The news follows the success of the campaign to raise the funds needed to purchase the hoard, valued at £776,250. That four-month endeavour ended on Saturday 6 August.

A host of events and activities around the county were organised to help raise awareness and generate public donations. 

Herefordshire’s museum service is delighted so many residents engaged with those activities, with many donating cash towards the campaign.

Behind-the-scenes, applications were being made to national funding bodies. The National Heritage Memorial Fund (NHMF) provided the lion’s share of the money needed. The large grant NHMF awarded was backed up by other significant grants from the Art FundGarfield Weston Foundation and the Headley Trust.

Simon Thurley, chair of the National Heritage Memorial Fund says:

“We are delighted to support the acquisition of the Hereford Hoard, which will not only be an exciting addition to Herefordshire museums but also to the story of the county and its history. The public support the campaign has received demonstrates just how important heritage treasures are to so many and it’s fitting that the hoard will ‘come home’ to the place where it was buried 1,100 years ago.”

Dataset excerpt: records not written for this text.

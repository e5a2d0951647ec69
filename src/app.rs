use crate::audio::{AudioEngine, NullAudioEngine, RodioAudioEngine};
use crate::config;
use crate::model::Settings;
use crate::player::{Direction, Player, seek_target};
use anyhow::Result;
use crossterm::event::{
    self, DisableMouseCapture, EnableMouseCapture, Event, KeyCode, KeyEventKind, KeyModifiers,
    MouseEvent, MouseEventKind,
};
use crossterm::execute;
use crossterm::terminal::{
    EnterAlternateScreen, LeaveAlternateScreen, disable_raw_mode, enable_raw_mode,
};
use ratatui::Terminal;
use ratatui::backend::CrosstermBackend;
use std::io::stdout;
use std::path::PathBuf;
use std::time::{Duration, Instant};

const VOLUME_STEP: f32 = 0.05;

#[derive(Debug, Default)]
pub struct AppStartupOptions {
    pub playlist: Option<PathBuf>,
}

pub fn run(options: AppStartupOptions) -> Result<()> {
    let tracks = config::load_tracks(options.playlist.as_deref())?;
    let settings = config::load_settings().unwrap_or_default();

    let mut player = Player::new(tracks)?;
    if settings.shuffle {
        player.toggle_shuffle();
    }

    let mut audio: Box<dyn AudioEngine> = match RodioAudioEngine::new() {
        Ok(engine) => Box::new(engine),
        Err(_) => Box::new(NullAudioEngine::new()),
    };
    audio.set_volume(settings.volume.clamp(0.0, 1.0));

    enable_raw_mode()?;
    let mut out = stdout();
    execute!(out, EnterAlternateScreen, EnableMouseCapture)?;
    let backend = CrosstermBackend::new(out);
    let mut terminal = Terminal::new(backend)?;
    terminal.clear()?;

    let mut last_tick = Instant::now();
    let mut playlist_rect = ratatui::prelude::Rect::default();

    let result: Result<()> = loop {
        maybe_auto_advance_track(&mut player, &mut *audio);

        // The timeline moves without any state change, so redraw on a timer
        // as well as on the dirty flag.
        if player.dirty || last_tick.elapsed() > Duration::from_millis(250) {
            terminal.draw(|frame| {
                playlist_rect = crate::ui::playlist_rect(frame.area());
                crate::ui::draw(frame, &player, &*audio)
            })?;
            player.dirty = false;
            last_tick = Instant::now();
        }

        if !event::poll(Duration::from_millis(33))? {
            continue;
        }

        match event::read()? {
            Event::Mouse(mouse) => handle_mouse(&mut player, mouse, playlist_rect),
            Event::Key(key) if key.kind == KeyEventKind::Press => {
                if handle_key(&mut player, &mut *audio, key.code, key.modifiers) {
                    break Ok(());
                }
            }
            _ => {}
        }
    };

    audio.stop();
    disable_raw_mode()?;
    execute!(
        terminal.backend_mut(),
        LeaveAlternateScreen,
        DisableMouseCapture
    )?;
    terminal.show_cursor()?;

    let save_result = config::save_settings(&Settings {
        volume: audio.volume(),
        shuffle: player.shuffle,
    });
    result?;
    save_result?;
    Ok(())
}

/// Maps one key press onto the player and the engine. Returns true when the
/// app should quit.
fn handle_key(
    player: &mut Player,
    audio: &mut dyn AudioEngine,
    code: KeyCode,
    modifiers: KeyModifiers,
) -> bool {
    match code {
        KeyCode::Char('c') if modifiers.contains(KeyModifiers::CONTROL) => return true,
        KeyCode::Char('q') => return true,
        KeyCode::Char(' ') => {
            player.toggle_play_pause();
            if player.playing {
                if audio.current_track().is_none() {
                    play_current(player, audio);
                } else {
                    audio.resume();
                }
            } else {
                audio.pause();
            }
        }
        KeyCode::Right => {
            player.advance(Direction::Next);
            play_current(player, audio);
        }
        KeyCode::Left => {
            player.advance(Direction::Previous);
            play_current(player, audio);
        }
        KeyCode::Char('s') | KeyCode::Char('S') => player.toggle_shuffle(),
        KeyCode::Down => player.select_next(),
        KeyCode::Up => player.select_prev(),
        KeyCode::Enter => {
            player.activate_selected();
            play_current(player, audio);
        }
        KeyCode::Char(digit @ '0'..='9') => {
            let fraction = f64::from(digit as u8 - b'0') * 10.0;
            match audio.duration() {
                Some(duration) => {
                    if let Err(err) = audio.seek_to(seek_target(fraction, duration)) {
                        player.set_status(&format!("seek error: {err:#}"));
                    } else {
                        player.set_status(&format!("Seek {fraction:.0}%"));
                    }
                }
                None => player.set_status("Seek unavailable: unknown duration"),
            }
        }
        KeyCode::Char('+') | KeyCode::Char('=') => {
            let next = (audio.volume() + VOLUME_STEP).clamp(0.0, 1.0);
            audio.set_volume(next);
            player.set_status(&format!("Volume: {}%", (next * 100.0).round() as u16));
        }
        KeyCode::Char('-') => {
            let next = (audio.volume() - VOLUME_STEP).clamp(0.0, 1.0);
            audio.set_volume(next);
            player.set_status(&format!("Volume: {}%", (next * 100.0).round() as u16));
        }
        _ => {}
    }
    false
}

fn play_current(player: &mut Player, audio: &mut dyn AudioEngine) {
    let source = player.current_track().source.clone();
    if let Err(err) = audio.play(&source) {
        player.set_status(&format!("playback error: {err:#}"));
    }
}

fn maybe_auto_advance_track(player: &mut Player, audio: &mut dyn AudioEngine) {
    if audio.current_track().is_none() || audio.is_paused() || !audio.is_finished() {
        return;
    }

    player.on_ended();
    play_current(player, audio);
}

fn handle_mouse(player: &mut Player, mouse: MouseEvent, playlist_rect: ratatui::prelude::Rect) {
    let inside_playlist = point_in_rect(mouse.column, mouse.row, playlist_rect);
    match mouse.kind {
        MouseEventKind::ScrollDown if inside_playlist => player.select_next(),
        MouseEventKind::ScrollUp if inside_playlist => player.select_prev(),
        _ => {}
    }
}

fn point_in_rect(x: u16, y: u16, rect: ratatui::prelude::Rect) -> bool {
    if rect.width == 0 || rect.height == 0 {
        return false;
    }
    x >= rect.x
        && x < rect.x.saturating_add(rect.width)
        && y >= rect.y
        && y < rect.y.saturating_add(rect.height)
}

Jenny Waldman, director of Art Fund, says:

“We are so excited to have played a part in bringing the Herefordshire Hoard home. The story of this extraordinary treasure, which lay undisturbed for over 1000 years only to fall into the wrong hands, cannot fail to fascinate. Hereford Museum and Art Gallery is the best possible place to share these evocative objects with as many people as possible, now and for future generations. It is thanks to our members that Art Fund can support such important acquisitions.”

Karen Everett, chief executive of the Sainsbury Family Charitable Trusts, of which the Headley Trust is one of the largest trusts, says:

“Our trustees are delighted to be able to help save the Herefordshire Hoard for the county and the nation. The Headley Trust has been helping regional museums acquire treasure and valuable archaeological finds of considerable local, and sometimes national significance, for nearly 20 years. During that time the trust has awarded grants to over 90 different regional museums, art galleries and heritage centres for over 350 items, and the trustees are very pleased to be able to help on this occasion.”

Councillor Gemma Davies, cabinet member for commissioning, procurement and assets, says:

“I feel genuinely emotional about this. First, I want to say a massive thanks to the organisations that looked so favourably on our applications and awarded us funding to secure the hoard for the people of Herefordshire. Without the unbelievably generous support of the NHMF, the Art Fund, Garfield Weston Foundation and the Headley Trust, it’s highly unlikely we would be here celebrating the conclusion of our fundraising campaign.

“It’s also impossible to know how to adequately thank members of the public for their generosity. In the midst of a cost of living crisis, it’s amazing that our residents had the presence of mind to grasp how important it is to house the hoard in its home county. Playing a starring role in a redeveloped museummeans the treasure will turbocharge our tourist economy by attracting vastly more visitors to Herefordshire. As well as people coming in from outside the county, the exquisite artefacts that make up the hoard will also support education programmes run in Herefordshire schools and colleges, helping our young people better understand the county’s ancient history. Huge thanks must also go to HMSSG, our partners who, as a charity, were able to successfully secure grant funding for the campaign.

“For me, this sensational success marks a new beginning for Herefordshire’s cultural offering. Thanks to absolutely everybody involved for making this happen.”

Judy Stevenson, Hereford Museum team leader, adds:

“We couldn’t be more thrilled about this. Everyone at the museum service is over the moon knowing the hoard is coming home, where it can be cherished by the people who deserve it most – the people of Herefordshire. Thanks to everyone involved.”